Oiseau de malheur

Plus personne ne lit Mishima. En 2001 je pense, je m’étais acheté trois de ses romans en Folio au stand Gallimard de la foire du livre de Bruxelles. Au moment de régler, le libraire, un homme d’une cinquantaine d’années, m’avait fait part de son étonnement de voir un « jeune » acheter ça : plus personne ne le lit, me dit-il, l’air profondément malheureux. Et je pense qu’il avait raison. J’ai donc été surpris par deux commentaires à mon message de jeudi où j’évoquais mes projets pour cette année, parmi lesquels je citai en passant la relecture du génial, pervers, cruel et ambigu écrivain japonais, d’autant plus que je considérais a priori de manière idiote que mes lecteurs ont sans doute des goûts qui ne les font pas nécessairement se sentir proche de ce classicisme glacial.
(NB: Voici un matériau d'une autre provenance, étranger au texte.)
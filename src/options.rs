use std::sync::Arc;

use amqp_engine_protocol::{codec::DEFAULT_CAPACITY, DescriptorRegistry};

/// Settings shared by [`crate::AmqpValueCodec`] instances.
#[derive(Clone, Debug)]
pub struct CodecOptions {
    pub(crate) initial_capacity: usize,
    pub(crate) leave_described: bool,
    pub(crate) registry: Arc<DescriptorRegistry>,
}

impl Default for CodecOptions {
    fn default() -> Self {
        CodecOptions {
            initial_capacity: DEFAULT_CAPACITY,
            leave_described: true,
            registry: Arc::new(DescriptorRegistry::standard().clone()),
        }
    }
}

impl CodecOptions {
    pub fn builder() -> CodecOptionsBuilder {
        CodecOptionsBuilder(CodecOptions::default())
    }

    pub fn initial_capacity(&self) -> usize {
        self.initial_capacity
    }

    pub fn leave_described(&self) -> bool {
        self.leave_described
    }

    pub fn registry(&self) -> &Arc<DescriptorRegistry> {
        &self.registry
    }
}

pub struct CodecOptionsBuilder(CodecOptions);

impl CodecOptionsBuilder {
    /// Size of the buffer each encode starts with.
    pub fn initial_capacity(mut self, initial_capacity: usize) -> CodecOptionsBuilder {
        self.0.initial_capacity = initial_capacity;
        self
    }

    /// Keep described values with an unknown descriptor typed when
    /// unwrapping.
    pub fn leave_described(mut self, leave_described: bool) -> CodecOptionsBuilder {
        self.0.leave_described = leave_described;
        self
    }

    pub fn registry(mut self, registry: impl Into<Arc<DescriptorRegistry>>) -> CodecOptionsBuilder {
        self.0.registry = registry.into();
        self
    }

    pub fn build(self) -> CodecOptions {
        self.0
    }
}
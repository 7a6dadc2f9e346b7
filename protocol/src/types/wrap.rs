//! Conversions from native values to typed values, always selecting the
//! smallest admissible encoding.

use chrono::{DateTime, Utc};
use ordered_float::OrderedFloat;
use uuid::Uuid;

use super::{
    constants::TypeCode, ArrayConstructor, Category, Descriptor, Map, Primitive, Typed, Value,
};
use crate::error::EncodeError;

const MAX_UINT: i128 = 1 << 32;
const MIN_INT: i128 = -2147483647;
const MAX_SMALL: usize = u8::MAX as usize;

pub fn wrap_boolean(value: bool) -> Typed {
    if value {
        Typed::empty(TypeCode::True)
    } else {
        Typed::empty(TypeCode::False)
    }
}

pub fn wrap_ubyte(value: u8) -> Typed {
    Typed::new(TypeCode::Ubyte, Primitive::Ubyte(value))
}

pub fn wrap_ushort(value: u16) -> Typed {
    Typed::new(TypeCode::Ushort, Primitive::Ushort(value))
}

pub fn wrap_uint(value: u32) -> Typed {
    if value == 0 {
        Typed::empty(TypeCode::Uint0)
    } else if value > u32::from(u8::MAX) {
        Typed::new(TypeCode::Uint, Primitive::Uint(value))
    } else {
        Typed::new(TypeCode::SmallUint, Primitive::Uint(value))
    }
}

pub fn wrap_ulong(value: u64) -> Typed {
    if value == 0 {
        Typed::empty(TypeCode::Ulong0)
    } else if value > u64::from(u8::MAX) {
        Typed::new(TypeCode::Ulong, Primitive::Ulong(value))
    } else {
        Typed::new(TypeCode::SmallUlong, Primitive::Ulong(value))
    }
}

pub fn wrap_byte(value: i8) -> Typed {
    Typed::new(TypeCode::Byte, Primitive::Byte(value))
}

pub fn wrap_short(value: i16) -> Typed {
    Typed::new(TypeCode::Short, Primitive::Short(value))
}

pub fn wrap_int(value: i32) -> Typed {
    if i8::try_from(value).is_ok() {
        Typed::new(TypeCode::SmallInt, Primitive::Int(value))
    } else {
        Typed::new(TypeCode::Int, Primitive::Int(value))
    }
}

pub fn wrap_long(value: i64) -> Typed {
    if i8::try_from(value).is_ok() {
        Typed::new(TypeCode::SmallLong, Primitive::Long(value))
    } else {
        Typed::new(TypeCode::Long, Primitive::Long(value))
    }
}

pub fn wrap_float(value: f32) -> Typed {
    Typed::new(TypeCode::Float, Primitive::Float(OrderedFloat(value)))
}

pub fn wrap_double(value: f64) -> Typed {
    Typed::new(TypeCode::Double, Primitive::Double(OrderedFloat(value)))
}

pub fn wrap_timestamp(value: DateTime<Utc>) -> Typed {
    Typed::new(TypeCode::Timestamp, Primitive::Timestamp(value.timestamp_millis()))
}

pub fn wrap_char(value: char) -> Typed {
    Typed::new(TypeCode::CharUTF32, Primitive::Char(value))
}

pub fn wrap_uuid(value: Uuid) -> Typed {
    Typed::new(TypeCode::Uuid, Primitive::Uuid(value))
}

pub fn wrap_binary(value: impl Into<Vec<u8>>) -> Typed {
    let bytes = value.into();
    let code = if bytes.len() > MAX_SMALL {
        TypeCode::Vbin32
    } else {
        TypeCode::Vbin8
    };
    Typed::new(code, Primitive::Binary(bytes))
}

pub fn wrap_string(value: impl Into<String>) -> Typed {
    let text = value.into();
    let code = if text.len() > MAX_SMALL {
        TypeCode::Str32
    } else {
        TypeCode::Str8
    };
    Typed::new(code, Primitive::Text(text))
}

pub fn wrap_symbol(value: impl Into<String>) -> Typed {
    let text = value.into();
    let code = if text.len() > MAX_SMALL {
        TypeCode::Sym32
    } else {
        TypeCode::Sym8
    };
    Typed::new(code, Primitive::Text(text))
}

pub fn wrap_list(values: Vec<Value>) -> Result<Typed, EncodeError> {
    if values.is_empty() {
        return Ok(Typed::empty(TypeCode::List0));
    }
    let items = values.into_iter().map(wrap).collect::<Result<Vec<_>, _>>()?;
    Ok(Typed::new(TypeCode::List32, Primitive::Items(items)))
}

fn wrap_map_with(
    map: Map,
    key_wrapper: impl Fn(Value) -> Result<Typed, EncodeError>,
) -> Result<Typed, EncodeError> {
    let mut items = Vec::with_capacity(map.len() * 2);
    for (k, v) in map {
        items.push(key_wrapper(k)?);
        items.push(wrap(v)?);
    }
    Ok(Typed::new(TypeCode::Map32, Primitive::Items(items)))
}

pub fn wrap_map(map: Map) -> Result<Typed, EncodeError> {
    wrap_map_with(map, wrap)
}

/// Wraps a map forcing every key to a symbol.
pub fn wrap_symbolic_map(map: Map) -> Result<Typed, EncodeError> {
    wrap_map_with(map, |key| match key {
        Value::String(s) => Ok(wrap_symbol(s)),
        Value::Typed(t) if t.is_symbol() => Ok(t),
        other => Err(EncodeError::InvalidValue(format!(
            "symbolic map keys must be strings, got {:?}",
            other
        ))),
    })
}

/// Wraps `values` as an AMQP array whose elements all use `code`.
pub fn wrap_array(
    values: Vec<Value>,
    code: Option<TypeCode>,
    descriptor: Option<Descriptor>,
) -> Result<Typed, EncodeError> {
    let code = code.ok_or_else(|| {
        EncodeError::InvalidValue("an array must specify a type for its elements".to_string())
    })?;
    let element = code.descriptor();
    if element.category() == Category::Fixed && element.width() == 0 {
        return Err(EncodeError::InvalidValue(format!(
            "{} has no content and cannot be an array element type",
            element
        )));
    }
    let items = values
        .into_iter()
        .map(|v| wrap_as(code, v))
        .collect::<Result<Vec<_>, _>>()?;
    let constructor = ArrayConstructor {
        code,
        descriptors: descriptor.iter().map(Descriptor::to_typed).collect(),
    };
    Ok(Typed::array(TypeCode::Array32, items, constructor))
}

/// Converts a single array element to the array's element type.
fn wrap_as(code: TypeCode, value: Value) -> Result<Typed, EncodeError> {
    let t = code.descriptor();
    let mismatch =
        |value: &Value| EncodeError::InvalidValue(format!("cannot use {:?} as {}", value, t));
    if let Value::Typed(typed) = value {
        return if typed.code() == code {
            Ok(typed)
        } else {
            Err(mismatch(&Value::Typed(typed)))
        };
    }
    let primitive = match (t.category(), value) {
        (Category::Variable, Value::String(s)) if t.encoding().is_some() => Primitive::Text(s),
        (Category::Variable, Value::Binary(b)) if t.encoding().is_none() => Primitive::Binary(b),
        (Category::Compound, Value::List(values)) if !is_map_code(code) => {
            Primitive::Items(values.into_iter().map(wrap).collect::<Result<_, _>>()?)
        }
        (Category::Compound, Value::Map(map)) if is_map_code(code) => wrap_map(map)?.into_value(),
        (Category::Fixed, value) => {
            let typed = wrap_fixed(code, &value).ok_or_else(|| mismatch(&value))?;
            typed.into_value()
        }
        (_, value) => return Err(mismatch(&value)),
    };
    Ok(Typed::new(code, primitive))
}

fn is_map_code(code: TypeCode) -> bool {
    matches!(code, TypeCode::Map8 | TypeCode::Map32)
}

fn wrap_fixed(code: TypeCode, value: &Value) -> Option<Typed> {
    let typed = match (code, value) {
        (TypeCode::Boolean, Value::Boolean(b)) => Typed::new(code, Primitive::Boolean(*b)),
        (TypeCode::Ubyte, Value::Integer(n)) => wrap_ubyte(u8::try_from(*n).ok()?),
        (TypeCode::Ushort, Value::Integer(n)) => wrap_ushort(u16::try_from(*n).ok()?),
        (TypeCode::Uint | TypeCode::SmallUint, Value::Integer(n)) => {
            Typed::new(code, Primitive::Uint(u32::try_from(*n).ok()?))
        }
        (TypeCode::Ulong | TypeCode::SmallUlong, Value::Integer(n)) => {
            Typed::new(code, Primitive::Ulong(u64::try_from(*n).ok()?))
        }
        (TypeCode::Byte, Value::Integer(n)) => wrap_byte(i8::try_from(*n).ok()?),
        (TypeCode::Short, Value::Integer(n)) => wrap_short(i16::try_from(*n).ok()?),
        (TypeCode::Int | TypeCode::SmallInt, Value::Integer(n)) => {
            Typed::new(code, Primitive::Int(i32::try_from(*n).ok()?))
        }
        (TypeCode::Long | TypeCode::SmallLong, Value::Integer(n)) => {
            Typed::new(code, Primitive::Long(i64::try_from(*n).ok()?))
        }
        (TypeCode::Float, Value::Double(d)) => wrap_float(d.0 as f32),
        (TypeCode::Double, Value::Double(d)) => wrap_double(d.0),
        (TypeCode::CharUTF32, Value::Char(c)) => wrap_char(*c),
        (TypeCode::Timestamp, Value::Timestamp(ts)) => wrap_timestamp(*ts),
        (TypeCode::Uuid, Value::Uuid(uuid)) => wrap_uuid(*uuid),
        (TypeCode::Decimal32 | TypeCode::Decimal64 | TypeCode::Decimal128, Value::Binary(b))
            if b.len() == usize::from(code.descriptor().width()) =>
        {
            Typed::new(code, Primitive::Raw(b.clone()))
        }
        _ => return None,
    };
    Some(typed)
}

fn wrap_integer(n: i128) -> Result<Typed, EncodeError> {
    let out_of_range = || EncodeError::InvalidValue(format!("integer {} out of range", n));
    if n >= 0 {
        if n < MAX_UINT {
            Ok(wrap_uint(n as u32))
        } else {
            u64::try_from(n).map(wrap_ulong).map_err(|_| out_of_range())
        }
    } else if n >= MIN_INT {
        Ok(wrap_int(n as i32))
    } else {
        i64::try_from(n).map(wrap_long).map_err(|_| out_of_range())
    }
}

/// Wraps a native value, dispatching on its shape.
///
/// Already typed values are returned unchanged and composites are wrapped
/// as their described list form.
pub fn wrap(value: impl Into<Value>) -> Result<Typed, EncodeError> {
    match value.into() {
        Value::Null => Ok(Typed::null()),
        Value::Boolean(b) => Ok(wrap_boolean(b)),
        Value::Integer(n) => wrap_integer(n),
        Value::Double(d) if d.0.is_nan() => {
            Err(EncodeError::InvalidValue("cannot wrap NaN".to_string()))
        }
        Value::Double(d) => Ok(wrap_double(d.0)),
        Value::Char(c) => Ok(wrap_char(c)),
        Value::Timestamp(ts) => Ok(wrap_timestamp(ts)),
        Value::Uuid(uuid) => Ok(wrap_uuid(uuid)),
        Value::String(s) => Ok(wrap_string(s)),
        Value::Binary(b) => Ok(wrap_binary(b)),
        Value::List(values) => wrap_list(values),
        Value::Map(map) => wrap_map(map),
        Value::Typed(typed) => Ok(typed),
        Value::Composite(composite) => Ok(composite.described()),
    }
}

/// Wraps `value` and marks it described by `descriptor`.
pub fn wrap_described(
    value: impl Into<Value>,
    descriptor: impl Into<Descriptor>,
) -> Result<Typed, EncodeError> {
    Ok(wrap(value)?.described(descriptor.into().to_typed()))
}

/// Wraps a message identifier: a string, an unsigned integer or a 16 byte
/// uuid.
pub fn wrap_message_id(value: impl Into<Value>) -> Result<Typed, EncodeError> {
    match value.into() {
        Value::String(s) => Ok(wrap_string(s)),
        Value::Integer(n) => u64::try_from(n)
            .map(wrap_ulong)
            .map_err(|_| EncodeError::InvalidValue(format!("invalid message id: {}", n))),
        Value::Uuid(uuid) => Ok(wrap_uuid(uuid)),
        Value::Binary(bytes) => Uuid::from_slice(&bytes)
            .map(wrap_uuid)
            .map_err(|_| EncodeError::InvalidValue(format!("invalid message id: {:?}", bytes))),
        other => Err(EncodeError::InvalidValue(format!(
            "invalid message id: {:?}",
            other
        ))),
    }
}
Dans un des deux commentaires, l’ami Odot mentionnait le côté déprimant de l’œuvre de Mishima. Ce n’est sans doute pas la première chose qui me viendrait à l’esprit en parlant de lui, mais je dois bien admettre que j’ai lu beaucoup de ses livres avec frénésie pendant une période où je ne me sentais pas nécessairement à l’aise avec moi-même.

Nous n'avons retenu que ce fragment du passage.